FITRI : Persoalan itu tak pernah jadi beban untukku. Walau karenanya aku harus berkeringat setiap bangkit dari tidur. Seharusnya aku relaks saat tidur malam. Namun bayangannya...senantiasa mengejar.(TERDIAM) Ma'af aku harus jujur padamu, Darmo. Tapi, aku sama sekali tidak menyesalinya.
DARMO : Aku justru ingin menyesalinya. Aku ingin meninggalkannya. Salah satu dari kita mesti hilang. Tapi apa hanya lantaran itu kita mesti tinggalkan perjuangan ini? Karena itu aku ingin mengusulkan padaku sendiri agar Darmo ini melempar bom yang pertama.
FITRI : Walau kau tahu itu perbuatan pengecut saja.
DARMO : Tak ada bedanya dengan kepengecutanku berada di sini.
FITRI : Kenapa kita tiba-tiba jadi melankolik seperti ini? (MENDENGAR) Suara kereta itu!
DARMO : Aku mendengarnya. Ia sudah datang. (MELONGOK JENDELA) Wali sudah menyalakan rokoknya lagi. (SUARA KERETA BERTAMBAH DEKAT) Kuharap Ponco siap.
FITRI : Ia sangat siap.
DARMO : (MELIHAT ARLOJI) Beberapa saat lagi. (MENUNGGU. BEBERAPA SAAT) Mestinya Ponco telah melempar bom itu. (BERULANG KALI MENENGOK JENDELA) Kemana Wali?

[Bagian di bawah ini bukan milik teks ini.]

//! `RetryingModelClient` — retry-with-backoff and ordered-fallback wrapper
//! around any `LLMProvider`.

use std::sync::Arc;
use std::time::Duration;

use async_trait::async_trait;
use rand::Rng;

use crate::ai::provider::{LLMProvider, ModelError};
use crate::ai::types::{CompletionRequest, CompletionResponse};

/// Wraps a primary provider with exponential-backoff retries and an optional
/// ordered chain of fallback providers tried once retries on the primary are
/// exhausted.
pub struct RetryingModelClient {
    primary: Arc<dyn LLMProvider>,
    fallbacks: Vec<Arc<dyn LLMProvider>>,
    max_retries: u32,
    base_delay: Duration,
}

impl RetryingModelClient {
    pub fn new(primary: Arc<dyn LLMProvider>) -> Self {
        Self {
            primary,
            fallbacks: Vec::new(),
            max_retries: 3,
            base_delay: Duration::from_millis(500),
        }
    }

    pub fn with_retries(mut self, max_retries: u32, base_delay: Duration) -> Self {
        self.max_retries = max_retries;
        self.base_delay = base_delay;
        self
    }

    pub fn with_fallback(mut self, provider: Arc<dyn LLMProvider>) -> Self {
        self.fallbacks.push(provider);
        self
    }

    /// Exponential backoff with up to 20% jitter, so retrying workers in a
    /// tournament stage don't all wake up on the same tick.
    fn backoff_delay(&self, attempt: u32) -> Duration {
        let base = self.base_delay * 2u32.saturating_pow(attempt.saturating_sub(1));
        let jitter_frac = rand::thread_rng().gen_range(0.0..0.2);
        base + base.mul_f64(jitter_frac)
    }

    async fn try_provider(
        &self,
        provider: &Arc<dyn LLMProvider>,
        request: &CompletionRequest,
    ) -> Result<CompletionResponse, ModelError> {
        for attempt in 0..=self.max_retries {
            if attempt > 0 {
                tokio::time::sleep(self.backoff_delay(attempt)).await;
            }
            match provider.complete(request.clone()).await {
                Ok(response) => return Ok(response),
                Err(err) if err.is_retryable() && attempt < self.max_retries => continue,
                Err(err) => return Err(err),
            }
        }
        unreachable!("loop always returns on its last iteration")
    }
}

#[async_trait]
impl LLMProvider for RetryingModelClient {
    async fn complete(&self, request: CompletionRequest) -> Result<CompletionResponse, ModelError> {
        let mut last_err = match self.try_provider(&self.primary, &request).await {
            Ok(response) => return Ok(response),
            Err(err) => err,
        };

        for fallback in &self.fallbacks {
            match self.try_provider(fallback, &request).await {
                Ok(response) => return Ok(response),
                Err(err) => last_err = err,
            }
        }

        Err(ModelError::AllProvidersFailed(Box::new(last_err)))
    }

    fn context_limit(&self) -> usize {
        self.fallbacks
            .iter()
            .map(|f| f.context_limit())
            .fold(self.primary.context_limit(), usize::min)
    }

    fn supports_tools(&self) -> bool {
        self.primary.supports_tools() && self.fallbacks.iter().all(|f| f.supports_tools())
    }

    fn provider_name(&self) -> &str {
        self.primary.provider_name()
    }

    async fn warmup(&self) -> Result<(), ModelError> {
        if let Err(err) = self.primary.warmup().await {
            tracing::warn!(provider = self.primary.provider_name(), %err, "warmup failed");
        }
        Ok(())
    }
}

Mana Sutris? Aku tak melihat mereka.
FITRI : Apa yang terjadi? (GELISAH SEKALI) Ponco mesti telah tertangkap. Ya, pasti Ponco tertangkap. (MULAI TERISAK. MEMELUK DARMO) Apa yang mesti kita perbuat, Dar.
DARMO : Tenang. (SUARA LANGKAH KERAS TERGESA) Lihat! Sutris berlari. Cepat buka pintu!

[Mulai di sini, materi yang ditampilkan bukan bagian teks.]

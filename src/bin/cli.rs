//! Headless CLI control surface for the agent runtime.
//!
//! Builds a single `AgentCore` wrapped in a `LifecycleController` in-process
//! (there is no daemon/gateway in this runtime — `LifecycleController` lives
//! in the same process as its caller) and exposes the lifecycle command set
//! as both direct subcommands and an interactive REPL, modeled on the
//! teacher's `mesoclaw` CLI (`Parser`/`Subcommand`, global `--json`/`--raw`
//! flags, a stdin loop that re-parses each line through `try_parse_from`).

use std::io::{self, BufRead, Write};
use std::path::PathBuf;
use std::sync::Arc;

use agentcore::agent::{Priority, RunMode};
use agentcore::ai::providers::echo::EchoProvider;
use agentcore::ai::providers::reliable::RetryingModelClient;
use agentcore::prelude::*;
use agentcore::tools::ToolProfile;
use agentcore::tournament::TournamentEngine;
use clap::{Parser, Subcommand};
use serde_json::json;

#[derive(Parser, Debug)]
#[command(
    name = "agentcore",
    about = "Autonomous agent runtime CLI",
    version,
    long_about = "Headless control surface for the agent loop engine and tournament \
                  orchestrator.\nRun `agentcore start` to begin a session and drop into \
                  the control REPL, or `agentcore tournament` for a one-shot run."
)]
struct Cli {
    #[command(subcommand)]
    command: Commands,

    /// Path to a TOML config file. Missing sections fall back to defaults.
    #[arg(long, global = true, default_value = "agentcore.toml")]
    config: String,

    /// Output results as JSON instead of human-readable text.
    #[arg(long, global = true)]
    json: bool,
}

#[derive(Subcommand, Debug)]
enum Commands {
    /// Start a session and enter the interactive control REPL.
    Start(StartArgs),
    /// Run a tournament to completion and print the synthesized result.
    Tournament(TournamentArgs),
}

#[derive(Parser, Debug)]
struct StartArgs {
    /// Initial goal/prompt for the agent.
    goal: Option<String>,
    /// Run forever, processing queued prompts, instead of stopping after
    /// `complete_task`.
    #[arg(long)]
    continuous: bool,
}

#[derive(Parser, Debug)]
struct TournamentArgs {
    /// Topic/goal handed to every worker's initial prompt.
    topic: String,
    /// Comma-separated, strictly non-increasing worker counts per stage,
    /// e.g. "4,2,1". Defaults to the config's `tournament.default_stages`.
    #[arg(long)]
    stages: Option<String>,
    /// Debate rounds run within each stage. Defaults to the config's
    /// `tournament.default_debate_rounds`.
    #[arg(long)]
    debate_rounds: Option<usize>,
}

/// Commands accepted at the `start` REPL prompt. A separate, smaller grammar
/// than the top-level `Cli` since none of these take `--config`/`--json`.
#[derive(Parser, Debug)]
#[command(no_binary_name = true)]
struct ReplLine {
    #[command(subcommand)]
    command: ReplCommand,
}

#[derive(Subcommand, Debug)]
enum ReplCommand {
    /// Print the current lifecycle state and loop counters.
    Status,
    /// Pause after the in-flight turn.
    Pause,
    /// Resume a paused agent.
    Resume,
    /// Stop the agent, waiting for quiescence.
    Stop,
    /// Stop and restart, optionally injecting a prompt.
    Restart {
        prompt: Option<String>,
        #[arg(long)]
        keep_context: bool,
    },
    /// Force a context compaction outside the normal threshold check.
    Compact,
    /// Enqueue a prompt for the agent to pick up at its next turn boundary.
    Enqueue {
        text: String,
        #[arg(long)]
        high: bool,
    },
    /// Remove a previously enqueued prompt by id.
    Remove { id: String },
    /// Stop the agent, purge its workspace, and return to idle.
    FactoryReset {
        #[arg(long)]
        confirm: bool,
        #[arg(long)]
        backup: bool,
    },
    /// Leave the REPL. The agent, if still running, keeps running in the
    /// background task but this process exits without joining it.
    Exit,
}

fn print_value(value: &serde_json::Value, json_mode: bool) {
    if json_mode {
        println!("{}", serde_json::to_string_pretty(value).unwrap_or_default());
    } else {
        println!("{value}");
    }
}

fn print_err(msg: &str) {
    eprintln!("\x1b[31merror\x1b[0m: {msg}");
}

fn build_provider(model: &str) -> Arc<dyn LLMProvider> {
    // No live vendor wiring ships by default (see `ai::providers::openai_compatible`'s
    // module doc) — the echo provider keeps `start`/`tournament` runnable
    // out of the box, wrapped in the same retry/fallback client a real
    // provider would use.
    let _ = model;
    Arc::new(RetryingModelClient::new(Arc::new(EchoProvider::new())))
}

fn build_controller(config: &RuntimeConfig, run_mode: RunMode) -> Result<LifecycleController, String> {
    let root = PathBuf::from(&config.sandbox.root).join(format!("session-{}", uuid::Uuid::new_v4()));
    let workspace = Arc::new(WorkspaceFs::new(root).map_err(|e| e.to_string())?);

    let mut tools = ToolRegistry::new();
    tools.register(Arc::new(agentcore::tools::file_ops::FileReadTool::new(workspace.clone())));
    tools.register(Arc::new(agentcore::tools::file_ops::FileWriteTool::new(workspace.clone())));
    tools.register(Arc::new(agentcore::tools::file_ops::FileListTool::new(workspace.clone())));
    tools.register(Arc::new(agentcore::tools::file_ops::FileDeleteTool::new(workspace.clone())));
    if config.agent.enable_code_execution {
        tools.register(Arc::new(agentcore::tools::process::RunProcessTool::new(
            workspace.clone(),
            config.agent.code_timeout_seconds,
        )));
    }
    tools.register(Arc::new(agentcore::tools::patch::PatchTool::new(workspace.clone())));
    tools.register(Arc::new(agentcore::tools::control::CompleteTaskTool));
    tools.register(Arc::new(agentcore::tools::control::ManageContextTool));

    let agent_config = AgentConfig {
        model: config.model.main.clone(),
        summarizer_model: config.model.summarizer.clone(),
        max_turns: config.agent.max_turns,
        context_max_tokens: config.context.max_tokens,
        compaction_threshold: config.context.compaction_threshold,
        run_mode,
        tool_profile: ToolProfile::Full,
        ..Default::default()
    };

    let agent = Arc::new(AgentCore::new(
        agent_config,
        build_provider(&config.model.main),
        build_provider(&config.model.summarizer),
        Arc::new(tools),
        workspace,
        Arc::new(PromptQueue::new()),
        Arc::new(StatusBus::default()),
        EnhancedLogger::new(2000),
    ));

    Ok(LifecycleController::new(agent))
}

fn status_json(controller: &LifecycleController) -> serde_json::Value {
    let status = controller.agent().status_bus().current();
    json!({
        "state": status.state,
        "loop_count": status.loop_count,
        "total_tokens": status.total_tokens,
        "queue_len": controller.agent().queue().len(),
    })
}

async fn run_repl(controller: &LifecycleController, json_mode: bool) {
    println!("agentcore control REPL. Type 'help' for commands, 'exit' to quit.");
    let stdin = io::stdin();
    loop {
        print!("agentcore> ");
        io::stdout().flush().unwrap_or_default();

        let mut line = String::new();
        match stdin.lock().read_line(&mut line) {
            Ok(0) => break,
            Ok(_) => {}
            Err(e) => {
                print_err(&format!("read error: {e}"));
                break;
            }
        }

        let trimmed = line.trim();
        if trimmed.is_empty() {
            continue;
        }
        if trimmed == "help" || trimmed == "?" {
            println!("Commands: status | pause | resume | stop | restart [prompt] [--keep-context] | compact | enqueue <text> [--high] | remove <id> | factory-reset [--confirm] [--backup] | exit");
            continue;
        }

        let parts: Vec<&str> = trimmed.split_whitespace().collect();
        let parsed = ReplLine::try_parse_from(parts);
        let Ok(ReplLine { command }) = parsed else {
            print_err("unrecognized command. Type 'help' for the list.");
            continue;
        };

        match command {
            ReplCommand::Status => print_value(&status_json(controller), json_mode),
            ReplCommand::Pause => match controller.pause() {
                Ok(()) => println!("pausing after the in-flight turn"),
                Err(e) => print_err(&e.to_string()),
            },
            ReplCommand::Resume => match controller.resume() {
                Ok(()) => println!("resumed"),
                Err(e) => print_err(&e.to_string()),
            },
            ReplCommand::Stop => match controller.stop().await {
                Ok(()) => println!("stopped"),
                Err(e) => print_err(&e.to_string()),
            },
            ReplCommand::Restart { prompt, keep_context } => {
                match controller.restart(prompt, keep_context).await {
                    Ok(()) => println!("restarted"),
                    Err(e) => print_err(&e.to_string()),
                }
            }
            ReplCommand::Compact => match controller.force_compact().await {
                Ok(()) => println!("context compacted"),
                Err(e) => print_err(&e.to_string()),
            },
            ReplCommand::Enqueue { text, high } => {
                let priority = if high { Priority::High } else { Priority::Normal };
                let id = controller.agent().queue().enqueue(text, priority);
                println!("enqueued {id}");
            }
            ReplCommand::Remove { id } => {
                if controller.agent().queue().remove(&id) {
                    println!("removed {id}");
                } else {
                    print_err(&format!("no queued prompt with id '{id}'"));
                }
            }
            ReplCommand::FactoryReset { confirm, backup } => {
                match controller.factory_reset(confirm, backup).await {
                    Ok(outcome) => {
                        let archived = outcome.archive_bytes.as_ref().map(Vec::len).unwrap_or(0);
                        println!("factory reset complete ({archived} backup bytes)");
                    }
                    Err(e) => print_err(&e.to_string()),
                }
            }
            ReplCommand::Exit => {
                println!("leaving REPL; the agent keeps running in the background");
                break;
            }
        }
    }
}

async fn handle_start(args: StartArgs, config: &RuntimeConfig, json_mode: bool) {
    let run_mode = if args.continuous { RunMode::Continuous } else { RunMode::TaskScoped };
    let controller = match build_controller(config, run_mode) {
        Ok(controller) => controller,
        Err(e) => {
            print_err(&e);
            return;
        }
    };

    if let Err(e) = controller.start(args.goal).await {
        print_err(&e.to_string());
        return;
    }

    run_repl(&controller, json_mode).await;
}

async fn handle_tournament(args: TournamentArgs, config: &RuntimeConfig, json_mode: bool) {
    let stages = match &args.stages {
        Some(raw) => match raw.split(',').map(|s| s.trim().parse::<usize>()).collect::<Result<Vec<_>, _>>() {
            Ok(s) => s,
            Err(e) => {
                print_err(&format!("invalid --stages '{raw}': {e}"));
                return;
            }
        },
        None => config.tournament.default_stages.clone(),
    };
    let debate_rounds = args.debate_rounds.unwrap_or(config.tournament.default_debate_rounds as usize);

    let sandbox_root = PathBuf::from(&config.sandbox.root).join(format!("tournament-{}", uuid::Uuid::new_v4()));
    if let Err(e) = std::fs::create_dir_all(&sandbox_root) {
        print_err(&format!("failed to create sandbox dir: {e}"));
        return;
    }

    let worker_config = AgentConfig {
        model: config.model.worker.clone(),
        summarizer_model: config.model.summarizer.clone(),
        context_max_tokens: config.context.max_tokens,
        compaction_threshold: config.context.compaction_threshold,
        ..Default::default()
    };

    let engine = TournamentEngine::new(
        build_provider(&config.model.worker),
        build_provider(&config.model.summarizer),
        worker_config,
        config.agent.code_timeout_seconds,
        sandbox_root,
        EnhancedLogger::new(2000),
    );

    match engine.run(&args.topic, stages, debate_rounds).await {
        Ok(tournament) => print_value(&serde_json::to_value(&tournament).unwrap_or_default(), json_mode),
        Err(e) => print_err(&e.to_string()),
    }
}

#[tokio::main]
async fn main() {
    tracing_subscriber::fmt().with_env_filter(tracing_subscriber::EnvFilter::from_default_env()).init();

    let cli = Cli::parse();
    let config = match RuntimeConfig::load(&cli.config) {
        Ok(c) => c,
        Err(e) => {
            print_err(&format!("config: {e}"));
            return;
        }
    };

    match cli.command {
        Commands::Start(args) => handle_start(args, &config, cli.json).await,
        Commands::Tournament(args) => handle_tournament(args, &config, cli.json).await,
    }
}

FITRI MENGHAMBUR KE PINTU. SAAT PINTU TERBUKA, SUTRIS MENGHAMBUR MASUK DENGAN NAFASNYA YANG MEMBURU.

SUTRIS : Aku tidak mengerti, aku tak mengerti, Dar.
DARMO : (PADA FITRI) Beri ia minum. Ambil panjang nafasmu. Ceritakan apa yang terjadi?
SUTRIS : (MENERIMA GELAS AIR PUTIH DARI FITRI) Ponco tidak melempar bomnya. Aku tak tahu apa yang terjadi padanya. Aku menunggu...satu detik...dua...tiga detik...hingga sepuluh detik. Dan aku yakin, operasi ini gagal.
FITRI : Dia tertangkap.
SUTRIS : Kurasa tidak. Keadaan aman-aman saja. Kulihat Residen dengan tenangnya, bahkan sambil tertawa memasuki gedung pertunjukan itu. Aku menengok pos kawan-kawan. Jajat ada di tempatnya. Juga Kanto. Tapi tak kulihat Wali dan Ponco.
FITRI : Ada yang diperbuat Wali pada Ponco.
DARMO : Ia takkan berbuat apa-apa, Aku mengenal Wali.

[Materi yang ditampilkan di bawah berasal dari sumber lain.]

//! Run a subprocess inside the workspace, subject to a configured timeout.
//!
//! Only registered when `agent.enable_code_execution` is set — see
//! `config::schema::AgentRunConfig`. The sole execution tool; there is no
//! sandboxing beyond the working directory and timeout, since a concrete
//! sandbox policy is out of scope here.

use std::path::PathBuf;
#[cfg(unix)]
use std::os::unix::process::CommandExt;
use std::sync::Arc;
use std::time::Duration;

use async_trait::async_trait;
use serde_json::{Value, json};

use crate::workspace::WorkspaceFs;

use super::traits::{Tool, ToolCategory, ToolResult};

pub struct RunProcessTool {
    workspace: Arc<WorkspaceFs>,
    default_timeout: Duration,
}

impl RunProcessTool {
    pub fn new(workspace: Arc<WorkspaceFs>, default_timeout_seconds: u64) -> Self {
        Self {
            workspace,
            default_timeout: Duration::from_secs(default_timeout_seconds),
        }
    }
}

#[async_trait]
impl Tool for RunProcessTool {
    fn name(&self) -> &str {
        "run_process"
    }

    fn description(&self) -> &str {
        "Run a shell command with the workspace root as its working directory, subject to a timeout."
    }

    fn parameters_schema(&self) -> Value {
        json!({
            "type": "object",
            "properties": {
                "command": { "type": "string", "description": "Shell command to run." },
                "timeout_seconds": {
                    "type": "integer",
                    "description": "Override the default execution timeout, in seconds."
                }
            },
            "required": ["command"]
        })
    }

    fn category(&self) -> ToolCategory {
        ToolCategory::Core
    }

    async fn execute(&self, args: Value) -> Result<ToolResult, String> {
        let command = args
            .get("command")
            .and_then(Value::as_str)
            .ok_or("missing required argument 'command'")?;
        let timeout = args
            .get("timeout_seconds")
            .and_then(Value::as_u64)
            .map(Duration::from_secs)
            .unwrap_or(self.default_timeout);

        let cwd: PathBuf = self.workspace.root().to_path_buf();

        let mut command_builder = tokio::process::Command::new("sh");
        command_builder.arg("-c").arg(command).current_dir(&cwd).kill_on_drop(true);
        // Put the child in its own process group so a timeout can kill the
        // whole tree (background jobs, subshells, pipeline stages) instead
        // of just the `sh` leader.
        #[cfg(unix)]
        command_builder.process_group(0);

        let mut child = match command_builder.spawn() {
            Ok(child) => child,
            Err(e) => return Err(format!("failed to spawn command: {e}")),
        };
        let child_pid = child.id();

        let output = match tokio::time::timeout(timeout, child.wait_with_output()).await {
            Ok(Ok(output)) => output,
            Ok(Err(e)) => return Err(format!("failed to run command: {e}")),
            Err(_) => {
                kill_process_group(child_pid);
                return Ok(ToolResult::err(format!(
                    "command timed out after {} seconds",
                    timeout.as_secs()
                ))
                .with_metadata(json!({ "timed_out": true })));
            }
        };

        let stdout = String::from_utf8_lossy(&output.stdout).to_string();
        let stderr = String::from_utf8_lossy(&output.stderr).to_string();
        let exit_code = output.status.code();

        let combined = if stderr.is_empty() {
            stdout.clone()
        } else {
            format!("{stdout}\n--- stderr ---\n{stderr}")
        };

        let metadata = json!({ "exit_code": exit_code, "timed_out": false });
        if output.status.success() {
            Ok(ToolResult::ok(combined).with_metadata(metadata))
        } else {
            Ok(ToolResult::err(combined).with_metadata(metadata))
        }
    }
}

/// Send SIGKILL to the negated pid, i.e. the whole process group `spawn`
/// rooted via `process_group(0)`. A no-op if the child never reported a pid
/// (already reaped) or on non-unix targets, where the group was never formed.
#[cfg(unix)]
fn kill_process_group(pid: Option<u32>) {
    if let Some(pid) = pid {
        unsafe {
            libc::kill(-(pid as i32), libc::SIGKILL);
        }
    }
}

#[cfg(not(unix))]
fn kill_process_group(_pid: Option<u32>) {}

#[cfg(test)]
mod tests {
    use super::*;

    fn workspace() -> Arc<WorkspaceFs> {
        let dir = tempfile::tempdir().unwrap();
        Arc::new(WorkspaceFs::new(dir.path()).unwrap())
    }

    #[tokio::test]
    async fn runs_successful_command() {
        let tool = RunProcessTool::new(workspace(), 5);
        let r = tool.execute(json!({"command": "echo hi"})).await.unwrap();
        assert!(r.success);
        assert!(r.output.contains("hi"));
    }

    #[tokio::test]
    async fn reports_nonzero_exit_as_failure() {
        let tool = RunProcessTool::new(workspace(), 5);
        let r = tool.execute(json!({"command": "exit 1"})).await.unwrap();
        assert!(!r.success);
    }

    #[tokio::test]
    async fn times_out_long_running_command() {
        let tool = RunProcessTool::new(workspace(), 1);
        let r = tool
            .execute(json!({"command": "sleep 5", "timeout_seconds": 1}))
            .await
            .unwrap();
        assert!(!r.success);
        assert_eq!(r.metadata.unwrap()["timed_out"], true);
    }

    #[tokio::test]
    async fn kills_background_descendant_on_timeout() {
        let ws = workspace();
        let tool = RunProcessTool::new(ws.clone(), 1);
        let r = tool
            .execute(json!({
                "command": "(sleep 5 && touch descendant_ran) & wait",
                "timeout_seconds": 1
            }))
            .await
            .unwrap();
        assert!(!r.success);
        assert_eq!(r.metadata.unwrap()["timed_out"], true);

        // If the backgrounded `sleep 5 && touch` survived the timeout, it
        // would create the marker file well before this check fires.
        tokio::time::sleep(Duration::from_secs(2)).await;
        assert!(!ws.exists("descendant_ran"));
    }

    #[tokio::test]
    async fn missing_command_errors() {
        let tool = RunProcessTool::new(workspace(), 5);
        let r = tool.execute(json!({})).await;
        assert!(r.is_err());
    }
}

SUARA ORANG BERLARI. DAN PINTU DIBUKA PAKSA. PONCO MASUK MEMBANTING DIRINYA KE TENGAH TIGA ORANG DI DEPANNYA.

PONCO : (NAFAS MEMBURU) Anak-anak...anak-anak...!! Aku tak pernah mengiranya. Ia duduk di pintu andong itu. Demi nama keturunanku, aku tak pernah mengiranya.
DARMO + FITRI : Kau tak lemparkan bom itu?
PONCO : Kalian gila apa?
DARMO : Kenapa?
WALI : (SEKONYONG ADA DI PINTU) Hati lembut seorang penyair mana cukup tegas membunuh anak kecil (SINIS)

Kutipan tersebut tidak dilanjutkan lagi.